Through the playful use of time and format, this project crafts a novel perspective on ordinary objects and the society that produced them. It centers around a fictional researcher in the 23rd century who discovers a trove of objects used in the early 21st century in present-day Allgäu, Germany. These objects include a plastic plant, a toilet brush, a clothespin, a clothes hanger, a stuffed animal, a bottle opener, and a bag. The researcher exists in an imagined future where humans respect their limitations and live within a delicate ecosystem without attempting to shape organic entities to their will. This society resulted from rebuilding efforts after a series of catastrophes, most notably a solar flare on August 16, 2055, that ended the memory and utility of digital technology.
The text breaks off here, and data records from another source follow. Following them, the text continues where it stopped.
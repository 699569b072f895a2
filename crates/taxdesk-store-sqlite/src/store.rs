//! [`SqliteStore`] — the SQLite implementation of [`TaxOfficeStore`].

use std::path::Path;

use chrono::{DateTime, Utc};
use rusqlite::OptionalExtension as _;
use taxdesk_core::{
  client::Client,
  id::{AssistantId, ClientId, CpaId, TaxReturnId},
  staff::{Assistant, Cpa, StaffRelation},
  store::TaxOfficeStore,
  tax_return::{FiledBy, FilingStatus, ReturnState, TaxReturn},
};

use crate::{
  encode::{encode_epoch, relation_from_row, RawClient, RawStaff, RawTaxReturn},
  schema::SCHEMA,
  Error, Result,
};

// ─── Staff tables ────────────────────────────────────────────────────────────

/// The two staff tables share one shape; this names the table and the
/// `clients` column that points into it.
#[derive(Clone, Copy)]
struct StaffTable {
  table:     &'static str,
  client_fk: &'static str,
}

const CPAS: StaffTable = StaffTable { table: "cpas", client_fk: "cpa_id" };

const ASSISTANTS: StaffTable = StaffTable {
  table:     "tax_filing_assistants",
  client_fk: "assistant_id",
};

const SELECT_CLIENT_DETAILS: &str = "
  SELECT clients.id                  AS id,
         clients.name                AS name,
         clients.address             AS address,
         clients.income              AS income,
         clients.materials_submitted AS materials_submitted,
         cpas.name                   AS cpa_name,
         tax_filing_assistants.name  AS assistant_name
  FROM clients
  LEFT JOIN cpas                  ON clients.cpa_id       = cpas.id
  LEFT JOIN tax_filing_assistants ON clients.assistant_id = tax_filing_assistants.id
  WHERE LOWER(clients.name) = LOWER(?1)
  ORDER BY clients.id
  LIMIT 1";

const SELECT_TAX_RETURN: &str = "
  SELECT id, client_id, filed_or_not, checked_by, tax_return_timestamp
  FROM tax_returns
  WHERE client_id = ?1
  ORDER BY id
  LIMIT 1";

fn find_staff_in(
  conn: &rusqlite::Connection,
  staff: StaffTable,
  name: &str,
) -> rusqlite::Result<Option<RawStaff>> {
  conn
    .query_row(
      &format!(
        "SELECT id, name FROM {} WHERE LOWER(name) = LOWER(?1) ORDER BY id LIMIT 1",
        staff.table
      ),
      rusqlite::params![name],
      RawStaff::from_row,
    )
    .optional()
}

fn insert_unfiled_return(
  conn: &rusqlite::Connection,
  client_id: ClientId,
) -> rusqlite::Result<TaxReturn> {
  conn.execute(
    "INSERT INTO tax_returns (client_id, filed_or_not, checked_by, tax_return_timestamp)
     VALUES (?1, FALSE, NULL, NULL)",
    rusqlite::params![client_id.get()],
  )?;
  Ok(TaxReturn {
    id: Some(TaxReturnId(conn.last_insert_rowid())),
    client_id,
    state: ReturnState::Unfiled,
  })
}

// ─── Store ───────────────────────────────────────────────────────────────────

/// A taxdesk store backed by a single SQLite file.
///
/// Cloning is cheap — the inner connection is reference-counted.
#[derive(Clone)]
pub struct SqliteStore {
  conn: tokio_rusqlite::Connection,
}

impl SqliteStore {
  /// Open (or create) a store at `path` and run schema initialisation.
  pub async fn open(path: impl AsRef<Path>) -> Result<Self> {
    let conn = tokio_rusqlite::Connection::open(path).await?;
    let store = Self { conn };
    store.init_schema().await?;
    Ok(store)
  }

  /// Open an in-memory store — useful for testing.
  pub async fn open_in_memory() -> Result<Self> {
    let conn = tokio_rusqlite::Connection::open_in_memory().await?;
    let store = Self { conn };
    store.init_schema().await?;
    Ok(store)
  }

  async fn init_schema(&self) -> Result<()> {
    self
      .conn
      .call(|conn| {
        conn.execute_batch(SCHEMA)?;
        Ok(())
      })
      .await?;
    Ok(())
  }

  async fn insert_staff(&self, staff: StaffTable, name: &str) -> Result<i64> {
    let name = name.to_owned();
    let id = self
      .conn
      .call(move |conn| {
        conn.execute(
          &format!("INSERT INTO {} (name) VALUES (?1)", staff.table),
          rusqlite::params![name],
        )?;
        Ok(conn.last_insert_rowid())
      })
      .await?;
    Ok(id)
  }

  async fn find_staff(&self, staff: StaffTable, name: &str) -> Result<Option<RawStaff>> {
    let name = name.to_owned();
    let raw = self
      .conn
      .call(move |conn| Ok(find_staff_in(conn, staff, &name)?))
      .await?;
    Ok(raw)
  }

  /// Inner join: clients without an assignment and staff without clients are
  /// both left out.
  async fn staff_relations(&self, staff: StaffTable) -> Result<Vec<StaffRelation>> {
    let relations = self
      .conn
      .call(move |conn| {
        let mut stmt = conn.prepare(&format!(
          "SELECT {t}.name AS staff_name, clients.name AS client_name
           FROM clients
           JOIN {t} ON clients.{fk} = {t}.id
           ORDER BY LOWER({t}.name), clients.id",
          t = staff.table,
          fk = staff.client_fk,
        ))?;
        let rows = stmt
          .query_map([], relation_from_row)?
          .collect::<rusqlite::Result<Vec<_>>>()?;
        Ok(rows)
      })
      .await?;
    Ok(relations)
  }

  async fn assign_staff(&self, staff: StaffTable, client_id: ClientId, staff_id: i64) -> Result<()> {
    self
      .conn
      .call(move |conn| {
        conn.execute(
          &format!("UPDATE clients SET {} = ?1 WHERE id = ?2", staff.client_fk),
          rusqlite::params![staff_id, client_id.get()],
        )?;
        Ok(())
      })
      .await?;
    Ok(())
  }

  async fn assign_staff_by_name(
    &self,
    staff: StaffTable,
    client_id: ClientId,
    name: &str,
  ) -> Result<Option<RawStaff>> {
    let name = name.to_owned();
    let assigned = self
      .conn
      .call(move |conn| {
        let tx = conn.transaction()?;
        let found = find_staff_in(&tx, staff, &name)?;
        if let Some(member) = &found {
          tx.execute(
            &format!("UPDATE clients SET {} = ?1 WHERE id = ?2", staff.client_fk),
            rusqlite::params![member.id, client_id.get()],
          )?;
        }
        tx.commit()?;
        Ok(found)
      })
      .await?;
    Ok(assigned)
  }
}

// ─── TaxOfficeStore impl ─────────────────────────────────────────────────────

impl TaxOfficeStore for SqliteStore {
  type Error = Error;

  // ── CPAs ──────────────────────────────────────────────────────────────────

  async fn insert_cpa(&self, name: &str) -> Result<CpaId> {
    Ok(CpaId(self.insert_staff(CPAS, name).await?))
  }

  async fn find_cpa(&self, name: &str) -> Result<Option<Cpa>> {
    Ok(self.find_staff(CPAS, name).await?.map(RawStaff::into_cpa))
  }

  async fn cpa_client_relations(&self) -> Result<Vec<StaffRelation>> {
    self.staff_relations(CPAS).await
  }

  // ── Assistants ────────────────────────────────────────────────────────────

  async fn insert_assistant(&self, name: &str) -> Result<AssistantId> {
    Ok(AssistantId(self.insert_staff(ASSISTANTS, name).await?))
  }

  async fn find_assistant(&self, name: &str) -> Result<Option<Assistant>> {
    Ok(self.find_staff(ASSISTANTS, name).await?.map(RawStaff::into_assistant))
  }

  async fn assistant_client_relations(&self) -> Result<Vec<StaffRelation>> {
    self.staff_relations(ASSISTANTS).await
  }

  // ── Clients ───────────────────────────────────────────────────────────────

  async fn insert_client(&self, client: &Client) -> Result<ClientId> {
    let name      = client.name.clone();
    let address   = client.address.clone();
    let income    = client.income;
    let submitted = client.materials_submitted;

    let id = self
      .conn
      .call(move |conn| {
        conn.execute(
          "INSERT INTO clients (name, address, income, materials_submitted)
           VALUES (?1, ?2, ?3, ?4)",
          rusqlite::params![name, address, income, submitted],
        )?;
        Ok(conn.last_insert_rowid())
      })
      .await?;

    Ok(ClientId(id))
  }

  async fn find_client(&self, name: &str) -> Result<Option<Client>> {
    let name = name.to_owned();

    let raw: Option<RawClient> = self
      .conn
      .call(move |conn| {
        Ok(
          conn
            .query_row(SELECT_CLIENT_DETAILS, rusqlite::params![name], RawClient::from_row)
            .optional()?,
        )
      })
      .await?;

    Ok(raw.map(RawClient::into_client))
  }

  async fn set_materials_submitted(&self, client_id: ClientId, submitted: bool) -> Result<()> {
    self
      .conn
      .call(move |conn| {
        conn.execute(
          "UPDATE clients SET materials_submitted = ?1 WHERE id = ?2",
          rusqlite::params![submitted, client_id.get()],
        )?;
        Ok(())
      })
      .await?;
    Ok(())
  }

  async fn assign_cpa(&self, client_id: ClientId, cpa_id: CpaId) -> Result<()> {
    self.assign_staff(CPAS, client_id, cpa_id.get()).await
  }

  async fn assign_assistant(&self, client_id: ClientId, assistant_id: AssistantId) -> Result<()> {
    self.assign_staff(ASSISTANTS, client_id, assistant_id.get()).await
  }

  async fn assign_cpa_by_name(&self, client_id: ClientId, cpa_name: &str) -> Result<Option<Cpa>> {
    Ok(
      self
        .assign_staff_by_name(CPAS, client_id, cpa_name)
        .await?
        .map(RawStaff::into_cpa),
    )
  }

  async fn assign_assistant_by_name(
    &self,
    client_id: ClientId,
    assistant_name: &str,
  ) -> Result<Option<Assistant>> {
    Ok(
      self
        .assign_staff_by_name(ASSISTANTS, client_id, assistant_name)
        .await?
        .map(RawStaff::into_assistant),
    )
  }

  // ── Tax returns ───────────────────────────────────────────────────────────

  async fn insert_tax_return(&self, client_id: ClientId) -> Result<TaxReturn> {
    let tax_return = self
      .conn
      .call(move |conn| Ok(insert_unfiled_return(conn, client_id)?))
      .await?;
    Ok(tax_return)
  }

  async fn insert_tax_return_once(&self, client_id: ClientId) -> Result<Option<TaxReturn>> {
    let created = self
      .conn
      .call(move |conn| {
        let tx = conn.transaction()?;
        let exists = tx
          .query_row(
            "SELECT 1 FROM tax_returns WHERE client_id = ?1 LIMIT 1",
            rusqlite::params![client_id.get()],
            |_| Ok(true),
          )
          .optional()?
          .unwrap_or(false);

        if exists {
          return Ok(None);
        }

        let tax_return = insert_unfiled_return(&tx, client_id)?;
        tx.commit()?;
        Ok(Some(tax_return))
      })
      .await?;
    Ok(created)
  }

  async fn find_tax_return(&self, client_id: ClientId) -> Result<Option<TaxReturn>> {
    let raw: Option<RawTaxReturn> = self
      .conn
      .call(move |conn| {
        Ok(
          conn
            .query_row(SELECT_TAX_RETURN, rusqlite::params![client_id.get()], RawTaxReturn::from_row)
            .optional()?,
        )
      })
      .await?;

    raw.map(RawTaxReturn::into_tax_return).transpose()
  }

  async fn record_filing(&self, client_id: ClientId, by: FiledBy, at: DateTime<Utc>) -> Result<()> {
    let code  = by.code();
    let epoch = encode_epoch(at);

    self
      .conn
      .call(move |conn| {
        conn.execute(
          "UPDATE tax_returns
           SET filed_or_not = TRUE, checked_by = ?1, tax_return_timestamp = ?2
           WHERE client_id = ?3",
          rusqlite::params![code, epoch, client_id.get()],
        )?;
        Ok(())
      })
      .await?;
    Ok(())
  }

  async fn filing_status(&self, client_id: ClientId) -> Result<Option<FilingStatus>> {
    let raw: Option<RawTaxReturn> = self
      .conn
      .call(move |conn| {
        Ok(
          conn
            .query_row(SELECT_TAX_RETURN, rusqlite::params![client_id.get()], RawTaxReturn::from_row)
            .optional()?,
        )
      })
      .await?;

    raw
      .map(|row| row.state().map(|state| state.status()))
      .transpose()
  }
}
This history slowly unravels through a fictional research journal and a photo essay. The journal contains notes, sketches, and commentary from the researcher who has discovered and now attempts to understand the 21st-century objects. The researcher knows little of the names and systems embodied by these objects; instead, they use, misuse, misinterpret them, and complete material experiments on them in an effort to discover function and original contexts. While enjoying the projections in the journal, readers can also immediately identify the objects under consideration. This juxtaposition of unknowing and knowing positions readers as the living ancestors to this imagined author, offering readers a future perspective on their present actions.
The photo essay documents the researcher’s actions from an exterior perspective to provide readers with the visual context described in the research journal. The style of the essay nods to cinematic traditions of chronological narrative, and the framing of the photographs exclude much of the important information, as if they had been clipped from a film. That chronological narrative brings a bodily experience to the project, allowing readers to get close to the cold and snow of the mountains, as well as the excitement of noticing something out of time and place. The glimpses of the researcher included in the essay avoid gender markers to ease the readers’ process of projecting themselves into this fictional context. The photos and the journal are used together to help readers see themselves as ancestors within an extended timescale, while describing the value of living in a gentle human ecosystem and the negative consequences of creating an artificial world.
In the project, decontextualization operates as a central method for intentional breakage. The researcher’s use of language, conceptual categories, and object analysis facilitates this decontextualization. Rather than carrying professional titles from the past such as historian, archaeologist, or anthropologist, the researcher works as an “objectologist,” a title that helpfully summarizes their work. They reference colleagues with the same title or variations on the label, giving the view that this is an entirely normal vocation. The makers and original users of the object discovered appear in the text as “ancestors,” a term that might feel uncomfortable to contemporary readers for its forward-looking emphasis. Digital technology also receives a new summary: “robots and artificial-energy infrastructure.” The researcher uses this generalization to discuss the “digital era” which occurred before the great solar flare and which reduces the contemporary moment to the simplicity it might have if access to digital storage disappeared. 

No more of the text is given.